EVER WONDER by JACQUE SCOTT: Dixie Cups

Dixie Cups

Ever wonder about the small waxed paper cup that serves as a disposable cup for drinking water as well as giving us visions of individual dips of ice cream?

Well, it all originated from one man’s frustrated attempts to sell an unlikely product- — a drink of water.  The drink of water only cost a penny and never really went anywhere, but the cup that was specially designed to hold it created a lasting industry.

The paper-cup story starts in 1908 when an enthusiastic inventor, Hugh Moore, made a porcelain vending machine to give pure, chilled drinking water.  These became the for-runners of our modern glass jug water coolers in our offices and homes.  Hugh Moore’s Penny Water Vendor had three separate compartments.  The top held ice: the middle held the water: and the bottom held used cups.  Each machine came with a sign that said that no cup was to be re-used.  Water was the product being sold, and the cup only held the water.

New York’s Anti-Saloon League immediately supported the Water Vendors.  They ran ads claiming that each day thousands of thirsty men wanting a drink of water had to go into saloons.

There they faced “terrible temptations”.  They claimed that water-vending machines on street corners were the roads back to sobriety.

Many water-vending machines were set up on corners and at strategic transfer points of the New York trolley lines.  But, no one bought Moore’s water.  Discouraged, Moore wondered if he could actually save his new company, the American Water Supply Company of New England.

Help came from an unlikely source, Dr Samuel Crumbine, a New York public health officer.  Crumbine had been crusading against public drinking dippers, because in those days, people drank water in most public places from a tin dipper.  The dipper was used by the healthy as well as the sick.   It was never washed and never sterilized.  Moore and Dr Crumbine decided they could help each other.  The lowly little disposable cup had found a niche.

Actually finding the backing for the disposable cups was another story.  Everyone that Moore turned to just laughed at the idea of a paper cup making a profit.  And most people didn’t believe that the public dippers posed a threat to health.  Fortunately, Moore met a wealthy New York banker who was a hypochondriac fearing the dipper.   In 1909 he promptly invested $200,000 in the idea, and overnight the failing American Water Supply Company of New England became the Public Cup Vendor Company.

Timing was perfect, because in the same year Kansas enacted a law abolishing the public dipper.

The new law said that healthy people were getting sick after drinking from the same cup as those with tuberculosis.  Just about the same time, a biology professor from Lafayette College placed some scrapings from a public dipper under a microscope, and found many varieties of germs present.

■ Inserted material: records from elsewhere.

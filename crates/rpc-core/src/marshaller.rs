//! Serialization adapters.
//!
//! A [`Marshaller`] writes a value into a [`SerializationContext`] and reads
//! one back from a [`DeserializationContext`]. Marshallers either hand over a
//! finished payload with [`SerializationContext::complete`] or write into the
//! context's buffer and call [`SerializationContext::complete_buffer`].

use crate::error::{Error, Result};

use std::fmt::{Debug, Display};
use std::marker::PhantomData;

use bytes::{BufMut, Bytes, BytesMut};
use serde::{Serialize, de::DeserializeOwned};

/// Converts typed messages to and from byte payloads.
pub trait Marshaller<T>: Debug + Send + Sync + 'static {
    /// Serializes `value` into `context`, completing it.
    ///
    /// # Errors
    ///
    /// Returns an error if the value cannot be serialized.
    fn serialize(&self, value: &T, context: &mut SerializationContext) -> Result<()>;

    /// Deserializes a value from `context`.
    ///
    /// # Errors
    ///
    /// Returns an error if the payload does not hold a valid `T`.
    fn deserialize(&self, context: &DeserializationContext) -> Result<T>;
}

/// Destination for a single serialized payload.
#[derive(Debug, Default)]
pub struct SerializationContext {
    buffer: Option<BytesMut>,
    payload: Option<Bytes>,
    payload_length: Option<usize>,
}

impl SerializationContext {
    /// Creates an empty context.
    #[must_use]
    pub fn new() -> Self {
        Self::default()
    }

    /// Hints the final payload length so the buffer can be sized up front.
    pub const fn set_payload_length(&mut self, length: usize) {
        self.payload_length = Some(length);
    }

    /// Buffer to write the payload into before calling
    /// [`complete_buffer`](Self::complete_buffer).
    pub fn buffer_writer(&mut self) -> &mut BytesMut {
        let capacity = self.payload_length.unwrap_or(0);
        self.buffer.get_or_insert_with(|| BytesMut::with_capacity(capacity))
    }

    /// Completes the context with a finished payload.
    ///
    /// # Errors
    ///
    /// Returns [`Error::AlreadyCompleted`] if called twice.
    pub fn complete(&mut self, payload: Bytes) -> Result<()> {
        if self.payload.is_some() {
            return Err(Error::AlreadyCompleted);
        }
        self.payload = Some(payload);
        Ok(())
    }

    /// Completes the context with whatever was written to the buffer.
    ///
    /// # Errors
    ///
    /// Returns [`Error::AlreadyCompleted`] if called twice.
    pub fn complete_buffer(&mut self) -> Result<()> {
        let buffer = self.buffer.take().unwrap_or_default();
        self.complete(buffer.freeze())
    }

    /// Takes the completed payload.
    ///
    /// # Errors
    ///
    /// Returns [`Error::NotCompleted`] if the marshaller never completed.
    pub fn into_payload(self) -> Result<Bytes> {
        self.payload.ok_or(Error::NotCompleted)
    }
}

/// Source of a single payload to deserialize.
#[derive(Debug)]
pub struct DeserializationContext {
    payload: Bytes,
}

impl DeserializationContext {
    /// Wraps a payload.
    pub fn new(payload: impl Into<Bytes>) -> Self {
        Self {
            payload: payload.into(),
        }
    }

    /// Length of the payload.
    #[must_use]
    pub fn payload_length(&self) -> usize {
        self.payload.len()
    }

    /// The payload as a cheap clone.
    #[must_use]
    pub fn payload_as_bytes(&self) -> Bytes {
        self.payload.clone()
    }

    /// The payload as a slice.
    #[must_use]
    pub fn payload_as_slice(&self) -> &[u8] {
        &self.payload
    }
}

/// Runs a marshaller end to end.
///
/// # Errors
///
/// Returns an error if serialization fails or the marshaller does not complete.
pub fn serialize<T: 'static>(marshaller: &dyn Marshaller<T>, value: &T) -> Result<Bytes> {
    let mut context = SerializationContext::new();
    marshaller.serialize(value, &mut context)?;
    context.into_payload()
}

/// Runs a marshaller over a payload.
///
/// # Errors
///
/// Returns an error if the payload cannot be deserialized.
pub fn deserialize<T: 'static>(marshaller: &dyn Marshaller<T>, payload: Bytes) -> Result<T> {
    marshaller.deserialize(&DeserializationContext::new(payload))
}

/// CBOR marshaller for serde types.
pub struct CborMarshaller<T>(PhantomData<fn() -> T>);

/// JSON marshaller for serde types.
pub struct JsonMarshaller<T>(PhantomData<fn() -> T>);

/// Marshaller for types convertible to and from [`Bytes`].
pub struct BytesConvertMarshaller<T>(PhantomData<fn() -> T>);

macro_rules! phantom_marshaller {
    ($($name:ident),*) => {
        $(
            impl<T> $name<T> {
                /// Creates the marshaller.
                #[must_use]
                pub const fn new() -> Self {
                    Self(PhantomData)
                }
            }

            impl<T> Default for $name<T> {
                fn default() -> Self {
                    Self::new()
                }
            }

            impl<T> Clone for $name<T> {
                fn clone(&self) -> Self {
                    Self::new()
                }
            }

            impl<T> Debug for $name<T> {
                fn fmt(&self, f: &mut std::fmt::Formatter<'_>) -> std::fmt::Result {
                    write!(f, "{}<{}>", stringify!($name), std::any::type_name::<T>())
                }
            }
        )*
    };
}

phantom_marshaller!(CborMarshaller, JsonMarshaller, BytesConvertMarshaller);

impl<T> Marshaller<T> for CborMarshaller<T>
where
    T: Serialize + DeserializeOwned + 'static,
{
    fn serialize(&self, value: &T, context: &mut SerializationContext) -> Result<()> {
        ciborium::ser::into_writer(value, context.buffer_writer().writer())
            .map_err(|e| Error::SerializationFailed(e.to_string()))?;
        context.complete_buffer()
    }

    fn deserialize(&self, context: &DeserializationContext) -> Result<T> {
        ciborium::de::from_reader(context.payload_as_slice())
            .map_err(|e| Error::DeserializationFailed(e.to_string()))
    }
}

impl<T> Marshaller<T> for JsonMarshaller<T>
where
    T: Serialize + DeserializeOwned + 'static,
{
    fn serialize(&self, value: &T, context: &mut SerializationContext) -> Result<()> {
        let payload =
            serde_json::to_vec(value).map_err(|e| Error::SerializationFailed(e.to_string()))?;
        context.set_payload_length(payload.len());
        context.complete(Bytes::from(payload))
    }

    fn deserialize(&self, context: &DeserializationContext) -> Result<T> {
        serde_json::from_slice(context.payload_as_slice())
            .map_err(|e| Error::DeserializationFailed(e.to_string()))
    }
}

impl<T, E> Marshaller<T> for BytesConvertMarshaller<T>
where
    T: Clone + TryFrom<Bytes, Error = E> + TryInto<Bytes, Error = E> + 'static,
    E: Display,
{
    fn serialize(&self, value: &T, context: &mut SerializationContext) -> Result<()> {
        let payload: Bytes = value
            .clone()
            .try_into()
            .map_err(|e: E| Error::SerializationFailed(e.to_string()))?;
        context.complete(payload)
    }

    fn deserialize(&self, context: &DeserializationContext) -> Result<T> {
        T::try_from(context.payload_as_bytes())
            .map_err(|e| Error::DeserializationFailed(e.to_string()))
    }
}

/// UTF-8 string marshaller.
#[derive(Clone, Copy, Debug, Default)]
pub struct StringMarshaller;

impl Marshaller<String> for StringMarshaller {
    fn serialize(&self, value: &String, context: &mut SerializationContext) -> Result<()> {
        context.set_payload_length(value.len());
        context.buffer_writer().put_slice(value.as_bytes());
        context.complete_buffer()
    }

    fn deserialize(&self, context: &DeserializationContext) -> Result<String> {
        String::from_utf8(context.payload_as_slice().to_vec())
            .map_err(|e| Error::DeserializationFailed(e.to_string()))
    }
}

/// Pass-through marshaller for raw bytes.
#[derive(Clone, Copy, Debug, Default)]
pub struct BytesMarshaller;

impl Marshaller<Bytes> for BytesMarshaller {
    fn serialize(&self, value: &Bytes, context: &mut SerializationContext) -> Result<()> {
        context.complete(value.clone())
    }

    fn deserialize(&self, context: &DeserializationContext) -> Result<Bytes> {
        Ok(context.payload_as_bytes())
    }
}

State after state passed laws banning the use of communal dippers and recommending individual drinking vessels.  Moore changed the name of the company again, this time to Individual Drinking Cup Company.  Railroads, schools, and offices started buying the disposable cups, which soon became a symbol of health.  And, once more, Moore changed the name of the company to Health Kups.

Moore eventually tired of that name too and found a catchy name on a sign for a company where a friend of his manufactured dolls.  The name of the company was the Dixie Doll Company, and Health Kups became the Dixie Cup Company.

Moore’s company eventually perfected the two-and-a-half ounce cup of ice cream with a flat pull up lid.  It gave the industry and ice cream lovers everywhere the first individual-size serving.

Moore had finally hit upon the right product, at the right time, in the right place.

And there you have it… a little bit about the history of the Dixie cup…  God bless you.